## Records for the exercise

────────

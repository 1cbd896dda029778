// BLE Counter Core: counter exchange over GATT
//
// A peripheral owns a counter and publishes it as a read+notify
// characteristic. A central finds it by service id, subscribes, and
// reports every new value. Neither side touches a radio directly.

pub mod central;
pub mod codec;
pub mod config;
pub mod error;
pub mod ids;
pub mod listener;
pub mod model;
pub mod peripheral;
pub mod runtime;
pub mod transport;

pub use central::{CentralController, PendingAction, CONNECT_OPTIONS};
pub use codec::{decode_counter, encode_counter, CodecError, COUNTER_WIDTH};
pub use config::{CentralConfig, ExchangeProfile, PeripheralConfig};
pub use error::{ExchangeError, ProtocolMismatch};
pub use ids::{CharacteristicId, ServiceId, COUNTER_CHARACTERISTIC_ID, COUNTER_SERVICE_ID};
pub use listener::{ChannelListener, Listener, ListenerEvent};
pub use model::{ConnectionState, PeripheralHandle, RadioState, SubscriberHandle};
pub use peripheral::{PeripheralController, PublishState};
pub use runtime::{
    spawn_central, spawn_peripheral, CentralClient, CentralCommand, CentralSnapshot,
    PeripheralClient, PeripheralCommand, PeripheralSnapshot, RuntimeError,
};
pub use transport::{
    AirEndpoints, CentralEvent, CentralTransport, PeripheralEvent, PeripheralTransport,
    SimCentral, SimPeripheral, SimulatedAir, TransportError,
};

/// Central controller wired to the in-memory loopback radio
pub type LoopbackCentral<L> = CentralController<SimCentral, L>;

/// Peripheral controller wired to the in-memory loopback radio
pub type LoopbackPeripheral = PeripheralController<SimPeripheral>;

────────

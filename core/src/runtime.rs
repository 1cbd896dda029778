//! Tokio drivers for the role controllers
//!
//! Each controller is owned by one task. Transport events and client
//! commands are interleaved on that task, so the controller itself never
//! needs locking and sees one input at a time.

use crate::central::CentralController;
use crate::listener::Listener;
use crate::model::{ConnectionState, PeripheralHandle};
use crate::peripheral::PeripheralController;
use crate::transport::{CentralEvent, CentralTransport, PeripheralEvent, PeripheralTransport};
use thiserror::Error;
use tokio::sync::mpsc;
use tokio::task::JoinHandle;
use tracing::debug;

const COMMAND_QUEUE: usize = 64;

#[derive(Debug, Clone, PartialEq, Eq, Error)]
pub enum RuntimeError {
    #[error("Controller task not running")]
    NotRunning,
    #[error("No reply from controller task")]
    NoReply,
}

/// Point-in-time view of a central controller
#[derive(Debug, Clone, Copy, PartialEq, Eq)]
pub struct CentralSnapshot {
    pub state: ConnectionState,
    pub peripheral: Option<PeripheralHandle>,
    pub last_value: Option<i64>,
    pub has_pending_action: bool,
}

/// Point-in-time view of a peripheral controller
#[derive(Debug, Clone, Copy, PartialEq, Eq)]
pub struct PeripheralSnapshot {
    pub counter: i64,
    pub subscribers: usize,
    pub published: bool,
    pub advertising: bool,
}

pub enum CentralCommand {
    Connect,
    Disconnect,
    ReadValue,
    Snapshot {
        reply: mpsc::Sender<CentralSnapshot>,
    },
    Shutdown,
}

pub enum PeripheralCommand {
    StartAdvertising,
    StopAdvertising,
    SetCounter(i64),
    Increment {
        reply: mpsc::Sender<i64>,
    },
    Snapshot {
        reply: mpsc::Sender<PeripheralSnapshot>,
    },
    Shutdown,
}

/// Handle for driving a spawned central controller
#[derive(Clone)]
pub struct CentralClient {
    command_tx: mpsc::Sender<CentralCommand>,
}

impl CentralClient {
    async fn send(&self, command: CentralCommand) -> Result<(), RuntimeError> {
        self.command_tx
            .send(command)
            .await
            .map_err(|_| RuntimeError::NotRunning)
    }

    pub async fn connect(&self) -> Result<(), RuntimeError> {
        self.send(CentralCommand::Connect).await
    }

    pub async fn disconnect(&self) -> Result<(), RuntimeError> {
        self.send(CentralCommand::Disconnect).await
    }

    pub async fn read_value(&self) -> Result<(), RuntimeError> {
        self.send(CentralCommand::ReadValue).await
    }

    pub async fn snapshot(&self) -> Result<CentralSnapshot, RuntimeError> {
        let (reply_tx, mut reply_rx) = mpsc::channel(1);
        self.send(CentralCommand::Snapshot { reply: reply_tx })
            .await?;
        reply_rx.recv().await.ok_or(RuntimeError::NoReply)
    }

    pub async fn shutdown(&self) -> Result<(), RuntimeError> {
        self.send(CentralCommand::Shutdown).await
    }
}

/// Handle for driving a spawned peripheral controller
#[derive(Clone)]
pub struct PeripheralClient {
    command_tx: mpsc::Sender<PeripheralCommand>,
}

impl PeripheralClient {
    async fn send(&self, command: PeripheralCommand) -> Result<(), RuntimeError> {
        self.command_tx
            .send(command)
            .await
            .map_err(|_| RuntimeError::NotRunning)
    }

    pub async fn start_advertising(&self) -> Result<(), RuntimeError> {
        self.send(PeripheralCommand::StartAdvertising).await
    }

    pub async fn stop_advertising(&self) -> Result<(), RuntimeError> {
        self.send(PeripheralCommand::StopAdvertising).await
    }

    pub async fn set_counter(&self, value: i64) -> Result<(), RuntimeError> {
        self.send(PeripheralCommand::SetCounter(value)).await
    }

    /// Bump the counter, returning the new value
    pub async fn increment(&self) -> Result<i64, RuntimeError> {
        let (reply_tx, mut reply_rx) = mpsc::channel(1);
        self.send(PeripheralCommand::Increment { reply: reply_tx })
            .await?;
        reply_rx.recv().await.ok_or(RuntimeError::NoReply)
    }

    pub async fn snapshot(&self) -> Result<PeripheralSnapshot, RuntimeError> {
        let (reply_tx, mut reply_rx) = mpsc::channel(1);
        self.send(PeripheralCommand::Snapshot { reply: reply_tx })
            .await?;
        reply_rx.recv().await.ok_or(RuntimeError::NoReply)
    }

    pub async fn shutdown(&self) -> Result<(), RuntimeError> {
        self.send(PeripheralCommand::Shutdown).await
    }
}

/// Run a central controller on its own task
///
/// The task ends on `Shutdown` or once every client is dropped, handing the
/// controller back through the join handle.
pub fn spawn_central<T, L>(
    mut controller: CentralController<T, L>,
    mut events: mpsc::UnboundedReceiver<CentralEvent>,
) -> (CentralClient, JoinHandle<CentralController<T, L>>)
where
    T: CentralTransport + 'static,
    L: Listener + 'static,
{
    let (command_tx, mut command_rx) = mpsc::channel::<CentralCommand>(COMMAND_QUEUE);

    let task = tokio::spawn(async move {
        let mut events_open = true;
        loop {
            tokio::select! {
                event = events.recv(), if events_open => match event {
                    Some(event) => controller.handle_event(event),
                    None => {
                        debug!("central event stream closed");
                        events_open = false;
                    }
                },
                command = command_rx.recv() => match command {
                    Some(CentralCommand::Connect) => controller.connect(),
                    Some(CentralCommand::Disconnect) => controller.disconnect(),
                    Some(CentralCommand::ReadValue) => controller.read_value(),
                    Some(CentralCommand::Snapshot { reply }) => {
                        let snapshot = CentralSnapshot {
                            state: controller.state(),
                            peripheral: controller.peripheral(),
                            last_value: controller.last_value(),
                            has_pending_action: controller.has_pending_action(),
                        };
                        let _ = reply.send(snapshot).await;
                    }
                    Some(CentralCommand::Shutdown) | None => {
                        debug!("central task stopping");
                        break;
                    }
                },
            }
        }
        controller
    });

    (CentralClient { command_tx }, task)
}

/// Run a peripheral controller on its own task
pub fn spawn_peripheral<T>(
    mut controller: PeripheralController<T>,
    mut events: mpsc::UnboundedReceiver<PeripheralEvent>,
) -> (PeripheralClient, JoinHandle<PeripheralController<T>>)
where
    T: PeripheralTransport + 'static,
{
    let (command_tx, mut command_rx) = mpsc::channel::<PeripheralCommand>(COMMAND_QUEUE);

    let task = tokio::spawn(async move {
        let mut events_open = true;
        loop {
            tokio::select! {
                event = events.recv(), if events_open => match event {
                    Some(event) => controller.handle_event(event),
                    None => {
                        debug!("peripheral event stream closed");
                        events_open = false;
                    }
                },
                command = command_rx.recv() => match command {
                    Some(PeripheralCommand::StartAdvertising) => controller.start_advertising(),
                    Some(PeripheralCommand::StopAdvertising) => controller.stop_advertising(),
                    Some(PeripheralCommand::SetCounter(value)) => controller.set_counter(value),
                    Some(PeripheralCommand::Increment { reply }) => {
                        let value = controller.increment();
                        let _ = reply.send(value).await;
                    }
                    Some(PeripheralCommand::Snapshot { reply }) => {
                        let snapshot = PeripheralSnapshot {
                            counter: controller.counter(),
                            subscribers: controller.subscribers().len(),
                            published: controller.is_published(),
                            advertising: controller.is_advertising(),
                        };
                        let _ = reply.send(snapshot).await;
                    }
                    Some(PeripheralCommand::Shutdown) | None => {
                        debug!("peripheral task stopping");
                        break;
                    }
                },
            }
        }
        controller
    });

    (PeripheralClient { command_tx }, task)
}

────────

## Task instructions
Your answer should consist of the lines from the line with "pub async fn increment(&self)" to the line with "-> Result<PeripheralSnapshot, RuntimeError>" above, repeated exactly, both ends included.

## Result for this task
    pub async fn increment(&self) -> Result<i64, RuntimeError> {
        let (reply_tx, mut reply_rx) = mpsc::channel(1);
        self.send(PeripheralCommand::Increment { reply: reply_tx })
            .await?;
        reply_rx.recv().await.ok_or(RuntimeError::NoReply)
    }

    pub async fn snapshot(&self) -> Result<PeripheralSnapshot, RuntimeError> {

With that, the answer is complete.